---- Supplied data

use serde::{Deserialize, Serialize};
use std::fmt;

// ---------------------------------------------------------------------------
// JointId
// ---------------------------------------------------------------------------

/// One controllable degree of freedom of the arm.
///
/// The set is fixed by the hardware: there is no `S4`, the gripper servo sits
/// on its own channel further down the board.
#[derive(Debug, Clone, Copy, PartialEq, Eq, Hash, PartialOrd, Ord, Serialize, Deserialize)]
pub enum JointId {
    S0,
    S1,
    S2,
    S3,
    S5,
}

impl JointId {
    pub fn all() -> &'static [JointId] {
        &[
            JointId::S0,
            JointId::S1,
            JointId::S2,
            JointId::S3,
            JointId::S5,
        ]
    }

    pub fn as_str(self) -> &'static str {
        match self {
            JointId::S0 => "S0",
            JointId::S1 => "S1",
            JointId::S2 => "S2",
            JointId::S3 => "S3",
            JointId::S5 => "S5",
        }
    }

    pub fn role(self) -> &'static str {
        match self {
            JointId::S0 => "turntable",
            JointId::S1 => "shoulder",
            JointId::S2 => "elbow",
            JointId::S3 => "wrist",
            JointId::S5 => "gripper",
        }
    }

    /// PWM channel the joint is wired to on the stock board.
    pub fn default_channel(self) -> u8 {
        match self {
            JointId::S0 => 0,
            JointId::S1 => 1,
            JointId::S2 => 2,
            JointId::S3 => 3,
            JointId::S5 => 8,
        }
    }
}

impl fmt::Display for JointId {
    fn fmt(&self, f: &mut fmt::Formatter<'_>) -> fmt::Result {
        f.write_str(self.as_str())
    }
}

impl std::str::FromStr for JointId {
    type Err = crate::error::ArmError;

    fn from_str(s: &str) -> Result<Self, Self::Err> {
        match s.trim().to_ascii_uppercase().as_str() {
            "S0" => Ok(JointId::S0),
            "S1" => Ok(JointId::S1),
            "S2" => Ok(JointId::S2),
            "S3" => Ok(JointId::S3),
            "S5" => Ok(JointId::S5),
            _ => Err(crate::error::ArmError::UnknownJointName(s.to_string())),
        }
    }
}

--------

## Assigned task
The records above should be duplicated in full, exactly as given.

## Response to this task
use serde::{Deserialize, Serialize};
use std::fmt;

// ---------------------------------------------------------------------------
// JointId
// ---------------------------------------------------------------------------

/// One controllable degree of freedom of the arm.
///
/// The set is fixed by the hardware: there is no `S4`, the gripper servo sits
/// on its own channel further down the board.
#[derive(Debug, Clone, Copy, PartialEq, Eq, Hash, PartialOrd, Ord, Serialize, Deserialize)]
pub enum JointId {
    S0,
    S1,
    S2,
    S3,
    S5,
}

impl JointId {
    pub fn all() -> &'static [JointId] {
        &[
            JointId::S0,
            JointId::S1,
            JointId::S2,
            JointId::S3,
            JointId::S5,
        ]
    }

    pub fn as_str(self) -> &'static str {
        match self {
            JointId::S0 => "S0",
            JointId::S1 => "S1",
            JointId::S2 => "S2",
            JointId::S3 => "S3",
            JointId::S5 => "S5",
        }
    }

    pub fn role(self) -> &'static str {
        match self {
            JointId::S0 => "turntable",
            JointId::S1 => "shoulder",
            JointId::S2 => "elbow",
            JointId::S3 => "wrist",
            JointId::S5 => "gripper",
        }
    }

    /// PWM channel the joint is wired to on the stock board.
    pub fn default_channel(self) -> u8 {
        match self {
            JointId::S0 => 0,
            JointId::S1 => 1,
            JointId::S2 => 2,
            JointId::S3 => 3,
            JointId::S5 => 8,
        }
    }
}

impl fmt::Display for JointId {
    fn fmt(&self, f: &mut fmt::Formatter<'_>) -> fmt::Result {
        f.write_str(self.as_str())
    }
}

impl std::str::FromStr for JointId {
    type Err = crate::error::ArmError;

    fn from_str(s: &str) -> Result<Self, Self::Err> {
        match s.trim().to_ascii_uppercase().as_str() {
            "S0" => Ok(JointId::S0),
            "S1" => Ok(JointId::S1),
            "S2" => Ok(JointId::S2),
            "S3" => Ok(JointId::S3),
            "S5" => Ok(JointId::S5),
            _ => Err(crate::error::ArmError::UnknownJointName(s.to_string())),
        }
    }
}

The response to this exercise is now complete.